When I first watched “For The Plasma,” co-directed and co-edited by Kyle Mozlan and Bingham Bryant (who also wrote the script and produced) at 2014 BAMcinemaFest, I was entranced, if unable to wholly grasp the proceedings. But I was held by the mood–the beauty of the images (shot in 16mm by Chris Messina), the often perfect incongruousness of Keiichi Suzuki’s electronic score, the stylized performances and the potential diversions into genre (horror, sci fi).
I saw affinities with Shane Carruth’s “Upstream Color” but I was set straight during my shoot with Bingham and Kyle, who said their inspiration was Eric Rohmer. OK.
On second viewing of the film, a few days ago, this information worked as a key: Rohmer’s characters transplanted across the Atlantic (and into the 21st century digital world of omnipresent surveillance, CCTV, computer screens and cellphones–here with peculiarly good rural reception) for an examination of looking, seeing, solitude, collaboration, meaning and female friendship (and its discontents).
Helen (Rosalie Lowe), young, lithe blonde woman #1, has a profound, almost mystical relationship with information and has been able to transform watching the CCTV feeds of a nearby forest in Maine into a lucrative system for predicting financial markets. But when the woodland images on her array of screens are out of alignment with a larger reality of her own (and of unknown origin), she sends her assistant Charlie (Annabelle LeMieux), young lithe blonde woman #2 (who acts as if she’s a cranky Alice newly arrived in Wonderland), to the evergreens, hardwoods and ferns to report from the field.

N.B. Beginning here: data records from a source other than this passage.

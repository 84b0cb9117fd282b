/// Persisted custom groups and grouping settings
///
/// Every operation reads the whole group list fresh, edits it in memory and
/// writes the whole list back under one key. Nothing is cached between calls.
use std::collections::HashSet;

use uuid::Uuid;

use crate::clock::Clock;
use crate::storage::{
    CUSTOM_GROUPS_KEY, GROUPING_SETTINGS_KEY, StorageBackend, StorageError, load, save,
};
use crate::tab_data::{
    CustomGroupConfig, CustomGroupUpdate, GROUP_COLORS, GroupingSettings, TabGroup,
};

/// Name given to groups saved with a blank name
pub const UNNAMED_GROUP: &str = "Unnamed Group";

const ID_SUFFIX_LEN: usize = 9;
const BASE36: &[u8; 36] = b"0123456789abcdefghijklmnopqrstuvwxyz";

/// Whether `save_group` created a new group or replaced an existing one
#[derive(Debug, Clone, Copy, PartialEq, Eq)]
pub enum SaveOutcome {
    Created,
    Updated,
}

pub struct CustomGroupStore<S, C> {
    backend: S,
    clock: C,
}

impl<S: StorageBackend, C: Clock> CustomGroupStore<S, C> {
    pub fn new(backend: S, clock: C) -> Self {
        CustomGroupStore { backend, clock }
    }

    pub async fn list(&self) -> Result<Vec<CustomGroupConfig>, StorageError> {
        load(&self.backend, CUSTOM_GROUPS_KEY).await
    }

    async fn save_all(&self, groups: &[CustomGroupConfig]) -> Result<(), StorageError> {
        save(&self.backend, CUSTOM_GROUPS_KEY, &groups).await?;
        log::debug!("Saved {} custom groups", groups.len());
        Ok(())
    }

    pub async fn get(&self, group_id: &str) -> Result<Option<CustomGroupConfig>, StorageError> {
        let groups = self.list().await?;
        Ok(groups.into_iter().find(|g| g.id == group_id))
    }

    /// Append a group. Ids are not checked for collisions.
    pub async fn add(&self, group: CustomGroupConfig) -> Result<(), StorageError> {
        let mut groups = self.list().await?;
        groups.push(group);
        self.save_all(&groups).await
    }

    /// Merge `update` into the group and stamp `last_modified`. Returns false if the id is unknown.
    pub async fn update(&self, group_id: &str, update: CustomGroupUpdate) -> Result<bool, StorageError> {
        let mut groups = self.list().await?;
        let now = self.clock.now_ms();

        let Some(group) = groups.iter_mut().find(|g| g.id == group_id) else {
            return Ok(false);
        };
        update.apply(group);
        group.last_modified = now;

        self.save_all(&groups).await?;
        Ok(true)
    }

    /// Remove a group. Its tabs fall back to automatic grouping.
    pub async fn delete(&self, group_id: &str) -> Result<bool, StorageError> {
        let mut groups = self.list().await?;
        let original_len = groups.len();
        groups.retain(|g| g.id != group_id);

        if groups.len() == original_len {
            return Ok(false);
        }
        self.save_all(&groups).await?;
        Ok(true)
    }

    /// Flip the favorite flag, returning the new value (None for an unknown id)
    pub async fn toggle_favorite(&self, group_id: &str) -> Result<Option<bool>, StorageError> {
        let mut groups = self.list().await?;
        let now = self.clock.now_ms();

        let Some(group) = groups.iter_mut().find(|g| g.id == group_id) else {
            return Ok(None);
        };
        group.is_favorite = !group.is_favorite;
        group.last_modified = now;
        let is_favorite = group.is_favorite;

        self.save_all(&groups).await?;
        Ok(Some(is_favorite))
    }

    /// Add a tab id unless the group already lists it
    pub async fn add_tab_to_group(&self, group_id: &str, tab_id: i32) -> Result<bool, StorageError> {
        let mut groups = self.list().await?;
        let now = self.clock.now_ms();

        match groups.iter_mut().find(|g| g.id == group_id) {
            Some(group) if !group.tab_ids.contains(&tab_id) => {
                group.tab_ids.push(tab_id);
                group.last_modified = now;
            }
            _ => return Ok(false),
        }

        self.save_all(&groups).await?;
        Ok(true)
    }

    pub async fn remove_tab_from_group(&self, group_id: &str, tab_id: i32) -> Result<bool, StorageError> {
        let mut groups = self.list().await?;
        let now = self.clock.now_ms();

        let Some(group) = groups.iter_mut().find(|g| g.id == group_id) else {
            return Ok(false);
        };
        group.tab_ids.retain(|&id| id != tab_id);
        group.last_modified = now;

        self.save_all(&groups).await?;
        Ok(true)
    }

    /// Detach a tab from every group, then attach it to `target` if given
    ///
    /// Afterwards at most one group lists the tab. Writes once, and only when
    /// something changed.
    pub async fn move_tab_to_group(&self, tab_id: i32, target: Option<&str>) -> Result<(), StorageError> {
        let mut groups = self.list().await?;
        let now = self.clock.now_ms();
        let mut changed = false;

        for group in groups.iter_mut() {
            let mut next: Vec<i32> = group.tab_ids.iter().copied().filter(|&id| id != tab_id).collect();
            if target == Some(group.id.as_str()) {
                next.push(tab_id);
            }
            if next != group.tab_ids {
                group.tab_ids = next;
                group.last_modified = now;
                changed = true;
            }
        }

        if changed {
            self.save_all(&groups).await?;
        }
        Ok(())
    }

    /// Drop ids of tabs that are no longer open. Returns true if anything was written.
    pub async fn cleanup_dead_tabs(&self, active_tab_ids: &[i32]) -> Result<bool, StorageError> {
        let active: HashSet<i32> = active_tab_ids.iter().copied().collect();
        let mut groups = self.list().await?;
        let mut removed = 0;

        for group in groups.iter_mut() {
            let before = group.tab_ids.len();
            group.tab_ids.retain(|id| active.contains(id));
            removed += before - group.tab_ids.len();
        }

        if removed == 0 {
            return Ok(false);
        }

        log::debug!("Removed {} dead tab references from custom groups", removed);
        self.save_all(&groups).await?;
        Ok(true)
    }

    /// Save from the group dialog: replace the group if its id exists, else append it
    pub async fn save_group(&self, mut group: CustomGroupConfig) -> Result<SaveOutcome, StorageError> {
        group.name = normalize_group_name(&group.name);
        if group.parent_group_id.as_deref() == Some(group.id.as_str()) {
            group.parent_group_id = None;
        }

        let mut groups = self.list().await?;
        let now = self.clock.now_ms();

        let outcome = match groups.iter_mut().find(|g| g.id == group.id) {
            Some(existing) => {
                CustomGroupUpdate::from(group).apply(existing);
                existing.last_modified = now;
                SaveOutcome::Updated
            }
            None => {
                groups.push(group);
                SaveOutcome::Created
            }
        };

        self.save_all(&groups).await?;
        Ok(outcome)
    }

    /// Fresh group for the create dialog
    pub fn new_group(&self, name: &str, color: &str, tab_ids: Vec<i32>, parent_group_id: Option<String>) -> CustomGroupConfig {
        let now = self.clock.now_ms();
        CustomGroupConfig {
            id: self.generate_group_id(),
            name: normalize_group_name(name),
            color: color.to_string(),
            tab_ids: dedup_tab_ids(tab_ids),
            is_favorite: false,
            parent_group_id,
            created_at: now,
            last_modified: now,
        }
    }

    /// Draft a custom group from a rendered group, keeping its name and current tabs
    pub fn convert_to_custom(&self, group: &TabGroup) -> CustomGroupConfig {
        let now = self.clock.now_ms();
        CustomGroupConfig {
            id: self.generate_group_id(),
            name: group.domain.clone(),
            color: random_group_color().to_string(),
            tab_ids: dedup_tab_ids(group.tab_ids()),
            is_favorite: false,
            parent_group_id: None,
            created_at: now,
            last_modified: now,
        }
    }

    /// `group_<millis>_<9 base36 chars>`. Collisions are possible but negligible.
    pub fn generate_group_id(&self) -> String {
        let mut entropy = Uuid::new_v4().as_u128();
        let suffix: String = (0..ID_SUFFIX_LEN)
            .map(|_| {
                let digit = (entropy % 36) as usize;
                entropy /= 36;
                BASE36[digit] as char
            })
            .collect();
        format!("group_{}_{}", self.clock.now_ms() as u64, suffix)
    }

    pub async fn get_grouping_settings(&self) -> Result<GroupingSettings, StorageError> {
        load(&self.backend, GROUPING_SETTINGS_KEY).await
    }

    pub async fn save_grouping_settings(&self, settings: &GroupingSettings) -> Result<(), StorageError> {
        save(&self.backend, GROUPING_SETTINGS_KEY, settings).await
    }
}

/// Trimmed name, or `Unnamed Group` when blank
pub fn normalize_group_name(name: &str) -> String {
    let trimmed = name.trim();
    if trimmed.is_empty() {
        UNNAMED_GROUP.to_string()
    } else {
        trimmed.to_string()
    }
}

/// Random palette color
pub fn random_group_color() -> &'static str {
    let index = (Uuid::new_v4().as_u128() % GROUP_COLORS.len() as u128) as usize;
    GROUP_COLORS[index]
}

fn dedup_tab_ids(tab_ids: Vec<i32>) -> Vec<i32> {
    let mut seen = HashSet::new();
    tab_ids.into_iter().filter(|id| seen.insert(*id)).collect()
}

The two work and live in a lovely rambling clapboard and shingled house set on idyllic and seemingly remote grounds. There is unspecified tension between them. Charlie hears things go bump in the night and during a nocturnal power cut, a man enters the house, lighting his face from below with a flashlight (like an easy monster effect), to investigate reported screams.
“Don’t shoot,” he jokes and introduces himself as Herbert, the keeper of the nearby lighthouse. A dead ringer for the future version of Tim Blake Nelson, he’s a winker, which grafts a bit of comedy onto his (possibly wholly imagined) facts and stories.
Time passes (mostly observable by the women’s outfits) and a pattern of observing, inertia and exploratory trips develops, which is suddenly broken as Helen hastily abandons the forest and the markets for the heavens, making her escape with Herbert on his sailboat.
“For the Plasma” will open on Thursday, July 21 at Anthology Film Archives for a one-week run. On July 21 and Friday, July 22 there will be a Q&A with Bingham Bryant following the 7:00 pm screenings and he will intro the 9:15 pm shows. The film will expand nationally on Friday, July 29, followed by a limited-edition Blu-ray and vinyl LP set of the film and its original score.